··· Given information
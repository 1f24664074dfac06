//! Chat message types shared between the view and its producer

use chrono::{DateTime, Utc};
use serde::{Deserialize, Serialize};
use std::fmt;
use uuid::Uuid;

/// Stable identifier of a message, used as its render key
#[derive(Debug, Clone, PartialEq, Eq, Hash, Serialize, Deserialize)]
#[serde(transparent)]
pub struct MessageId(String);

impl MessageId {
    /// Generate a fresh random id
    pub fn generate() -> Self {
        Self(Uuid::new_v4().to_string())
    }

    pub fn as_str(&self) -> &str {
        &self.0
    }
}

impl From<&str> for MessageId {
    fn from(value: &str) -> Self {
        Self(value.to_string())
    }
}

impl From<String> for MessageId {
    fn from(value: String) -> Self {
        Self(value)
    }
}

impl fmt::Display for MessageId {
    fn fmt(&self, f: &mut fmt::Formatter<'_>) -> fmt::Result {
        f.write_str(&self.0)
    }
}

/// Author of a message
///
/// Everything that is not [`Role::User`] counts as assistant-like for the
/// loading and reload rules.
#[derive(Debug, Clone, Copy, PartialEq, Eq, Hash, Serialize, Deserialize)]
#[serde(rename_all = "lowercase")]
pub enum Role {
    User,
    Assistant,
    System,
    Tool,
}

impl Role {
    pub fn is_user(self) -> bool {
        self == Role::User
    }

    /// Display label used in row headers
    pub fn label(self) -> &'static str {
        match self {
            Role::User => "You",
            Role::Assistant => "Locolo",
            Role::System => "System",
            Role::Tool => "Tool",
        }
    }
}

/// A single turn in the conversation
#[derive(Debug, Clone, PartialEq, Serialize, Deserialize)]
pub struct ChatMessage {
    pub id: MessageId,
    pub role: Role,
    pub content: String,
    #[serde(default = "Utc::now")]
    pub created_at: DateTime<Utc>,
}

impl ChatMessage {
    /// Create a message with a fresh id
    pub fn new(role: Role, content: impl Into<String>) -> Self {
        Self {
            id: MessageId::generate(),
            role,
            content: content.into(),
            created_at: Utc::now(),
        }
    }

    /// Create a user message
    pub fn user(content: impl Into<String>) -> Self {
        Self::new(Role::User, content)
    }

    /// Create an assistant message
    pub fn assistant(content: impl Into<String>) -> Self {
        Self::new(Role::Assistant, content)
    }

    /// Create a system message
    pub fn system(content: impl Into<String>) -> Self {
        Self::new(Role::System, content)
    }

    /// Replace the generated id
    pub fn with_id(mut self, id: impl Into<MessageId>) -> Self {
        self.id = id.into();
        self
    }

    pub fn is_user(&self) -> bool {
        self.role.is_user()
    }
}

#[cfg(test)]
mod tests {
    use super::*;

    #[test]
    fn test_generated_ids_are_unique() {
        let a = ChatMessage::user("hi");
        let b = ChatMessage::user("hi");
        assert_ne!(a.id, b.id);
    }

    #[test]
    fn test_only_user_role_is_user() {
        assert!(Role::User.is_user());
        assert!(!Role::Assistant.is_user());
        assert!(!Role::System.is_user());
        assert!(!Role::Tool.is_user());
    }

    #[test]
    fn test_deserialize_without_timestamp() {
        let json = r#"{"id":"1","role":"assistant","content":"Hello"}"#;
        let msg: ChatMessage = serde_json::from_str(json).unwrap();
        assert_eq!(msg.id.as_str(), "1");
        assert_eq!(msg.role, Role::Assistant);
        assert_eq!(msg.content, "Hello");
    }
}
······
* **Exercise**: In these entries, some lines may contain the string "Hash". Give the number of such lines and nothing more.

* **Exercise answer**: 2